The Home Equity Conversion Mortgage (HECM) is the reverse mortgage loan insured by the Federal Housing Administration (FHA). Although proprietary reverse mortgages do exist, approximately 95% of reverse mortgages are FHA-insured HECMs. The FHA has regulated and insured conforming reverse mortgage since 1989, and since then, the loan’s growth has been significant.
Four or five years ago, reverse mortgages popped back up on the credit union radar; the surge in volume has further drawn attention to the loan. Typically, reverse mortgages are dominated by giants such as Wells Fargo and Bank of America. However, this does not mean credit unions — even smaller credit unions — do not have an important role to play. Credit unions are mostly employing three models to make reverse mortgages a feasible component of their lending portfolio.
This option — appealing to smaller credit unions and credit unions uncomfortable with offering reverse mortgage directly — establishes a partnership with a trusted lender or broker. Forming a multi-owned CUSO or adding this option to an existing CUSO is a related model that allows smaller credit unions to form a collaborative solution. Here, the credit union directs interested members to a trusted partner, who then is responsible for managing the reverse mortgage relationship. There is the possibility the reverse mortgage lender may try to cross-sell to the member, but credit unions thus far have either not been concerned with this risk or require the partnered institution to sign an agreement. With partnerships credit unions do not have to make a commitment but still can include the reverse mortgage as part of a suite of loan solutions.

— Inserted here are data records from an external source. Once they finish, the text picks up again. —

//! Database access layer: pool construction, entity models, repositories.

pub mod models;
pub mod repositories;

use std::time::Duration;

use sqlx::postgres::PgPoolOptions;

pub type DbPool = sqlx::PgPool;

/// Default size of the connection pool, shared by the API and the worker.
const DEFAULT_MAX_CONNECTIONS: u32 = 20;

/// Create a connection pool for the given database URL.
///
/// Pool size comes from `DATABASE_MAX_CONNECTIONS` when set.
pub async fn create_pool(database_url: &str) -> Result<DbPool, sqlx::Error> {
    let max_connections = std::env::var("DATABASE_MAX_CONNECTIONS")
        .ok()
        .and_then(|v| v.parse().ok())
        .unwrap_or(DEFAULT_MAX_CONNECTIONS);

    PgPoolOptions::new()
        .max_connections(max_connections)
        .acquire_timeout(Duration::from_secs(5))
        .connect(database_url)
        .await
}

/// Round-trip a trivial query to confirm the database is reachable.
pub async fn health_check(pool: &DbPool) -> Result<(), sqlx::Error> {
    sqlx::query_scalar::<_, i32>("SELECT 1")
        .fetch_one(pool)
        .await?;
    Ok(())
}

/// Apply pending migrations from `db/migrations` at the repository root.
pub async fn run_migrations(pool: &DbPool) -> Result<(), sqlx::migrate::MigrateError> {
    sqlx::migrate!("../../db/migrations").run(pool).await
}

Several supplier and CUSOs offer complete reverse mortgage lending solutions to credit unions, and the level of involvement from the second party is at the discretion of the credit union. Effective integration of credit union and supplier offers a seamless experience for the members. This is a great option for credit unions that want to increase their involvement in reverse mortgages, as it bypasses obstacles that may otherwise be prohibitive, such as FHA licensing, employee training, processing and servicing efficiency, etc.
Mid-sized and small credit unions may find it difficult to generate the volume required for in-house staff to develop expertise. This option demands a deep commitment to the reverse mortgage program, meaning the credit union is either bypassing or deeply investing in that early experimental period. However, overcoming these obstacles may provide the credit union with the degree of flexibility and ownership it is seeking.
When was the last time your credit union seriously looked into offering reverse mortgages? Was it before 2003? More FHA-insured HECMs were originated in 2009 than in the first 15 years of its existence; the reverse market has reached a new level that warrants reconsideration.
The most effective way to ensure your members do not get ensnared in a bad reverse mortgage is to offer them the right solution to their financial needs from the beginning. And in some cases, the right solution might be a responsible reverse mortgage.